CAPEC-147: XML Ping of the Death
An attacker initiates a resource depletion attack where a large number of small XML messages are delivered at a sufficiently rapid rate to cause a denial of service or crash of the target. Transactions such as repetitive SOAP transactions can deplete resources faster than a simple flooding attack because of the additional resources used by the SOAP protocol and the resources necessary to process SOAP messages. The transactions used are immaterial as long as they cause resource utilization on the target. In other words, this is a normal flooding attack augmented by using messages that will require extra processing on the target.
CAPEC-227: Sustained Client Engagement
An adversary attempts to deny legitimate users access to a resource by continually engaging a specific resource in an attempt to keep the resource tied up as long as possible. The adversary's primary goal is not to crash or flood the target, which would alert defenders; rather it is to repeatedly perform actions or abuse algorithmic flaws such that a given resource is tied up and not available to a legitimate user. By carefully crafting a requests that keep the resource engaged through what is seemingly benign requests, legitimate users are limited or completely denied access to the resource.

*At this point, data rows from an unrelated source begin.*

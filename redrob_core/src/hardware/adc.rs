//! 10-bit ADC capability.

use std::collections::HashMap;
use std::sync::Arc;

use parking_lot::Mutex;

use crate::error::{RedrobError, RedrobResult};

/// Full-scale raw reading of a 10-bit converter.
pub const ADC_MAX_RAW: u16 = 1023;

pub trait Adc: Send + Sync {
    /// Single-ended conversion of `channel`.
    fn read_channel(&self, channel: u8) -> RedrobResult<u16>;

    /// Convert a raw reading to volts at the input pin.
    fn raw_to_voltage(&self, raw: u16) -> f32;

    /// Read `channel` and convert it.
    fn read_voltage(&self, channel: u8) -> RedrobResult<f32> {
        Ok(self.raw_to_voltage(self.read_channel(channel)?))
    }
}

pub type SharedAdc = Arc<dyn Adc>;

fn scale(raw: u16, reference: f32) -> f32 {
    f32::from(raw.min(ADC_MAX_RAW)) * reference / f32::from(ADC_MAX_RAW)
}

/// In-memory ADC. Unset channels read 0.
#[derive(Debug)]
pub struct SimAdc {
    reference: f32,
    channels: Mutex<HashMap<u8, u16>>,
}

impl SimAdc {
    pub fn new(reference: f32) -> Self {
        Self {
            reference,
            channels: Mutex::new(HashMap::new()),
        }
    }

    pub fn set_raw(&self, channel: u8, raw: u16) {
        self.channels.lock().insert(channel, raw.min(ADC_MAX_RAW));
    }

    /// Set the channel to the raw value closest to `volts`.
    pub fn set_voltage(&self, channel: u8, volts: f32) {
        let raw = (volts / self.reference * f32::from(ADC_MAX_RAW)).round();
        self.set_raw(channel, raw.clamp(0.0, f32::from(ADC_MAX_RAW)) as u16);
    }
}

impl Adc for SimAdc {
    fn read_channel(&self, channel: u8) -> RedrobResult<u16> {
        if channel > 7 {
            return Err(RedrobError::bad_argument(format!("ADC channel {}", channel)));
        }
        Ok(self.channels.lock().get(&channel).copied().unwrap_or(0))
    }

    fn raw_to_voltage(&self, raw: u16) -> f32 {
        scale(raw, self.reference)
    }
}

/// MCP3008 on the Raspberry Pi SPI bus.
#[cfg(feature = "gpio-hardware")]
pub struct Mcp3008 {
    spi: Mutex<rppal::spi::Spi>,
    reference: f32,
}

#[cfg(feature = "gpio-hardware")]
impl Mcp3008 {
    /// SPI0 with chip select CE1, 64 kHz clock.
    pub fn new(reference: f32) -> RedrobResult<Self> {
        use rppal::spi::{Bus, Mode, SlaveSelect, Spi};

        let spi = Spi::new(Bus::Spi0, SlaveSelect::Ss1, 64_000, Mode::Mode0)?;
        Ok(Self {
            spi: Mutex::new(spi),
            reference,
        })
    }
}

#[cfg(feature = "gpio-hardware")]
impl Adc for Mcp3008 {
    fn read_channel(&self, channel: u8) -> RedrobResult<u16> {
        if channel > 7 {
            return Err(RedrobError::bad_argument(format!("ADC channel {}", channel)));
        }
        // Start bit, single-ended + channel, padding
        let tx = [0x01, (0x08 | channel) << 4, 0x00];
        let mut rx = [0u8; 3];
        self.spi.lock().transfer(&mut rx, &tx)?;
        Ok((u16::from(rx[1] & 0x03) << 8) | u16::from(rx[2]))
    }

    fn raw_to_voltage(&self, raw: u16) -> f32 {
        scale(raw, self.reference)
    }
}

#[cfg(test)]
mod tests {
    use super::*;

    #[test]
    fn test_raw_to_voltage_full_scale() {
        let adc = SimAdc::new(3.3);
        assert_eq!(adc.raw_to_voltage(0), 0.0);
        assert!((adc.raw_to_voltage(ADC_MAX_RAW) - 3.3).abs() < 1e-6);
        assert!((adc.raw_to_voltage(2000) - 3.3).abs() < 1e-6);
    }

    #[test]
    fn test_sim_adc_channels() {
        let adc = SimAdc::new(3.3);
        assert_eq!(adc.read_channel(7).unwrap(), 0);

        adc.set_voltage(7, 2.2);
        let v = adc.read_voltage(7).unwrap();
        assert!((v - 2.2).abs() < 0.005, "got {}", v);

        assert!(matches!(adc.read_channel(8), Err(RedrobError::BadArgument(_))));
    }
}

CAPEC-492: Regular Expression Exponential Blowup
An adversary may execute an attack on a program that uses a poor Regular Expression(Regex) implementation by choosing input that results in an extreme situation for the Regex. A typical extreme situation operates at exponential time compared to the input size. This is due to most implementations using a Nondeterministic Finite Automaton(NFA) state machine to be built by the Regex algorithm since NFA allows backtracking and thus more complex regular expressions.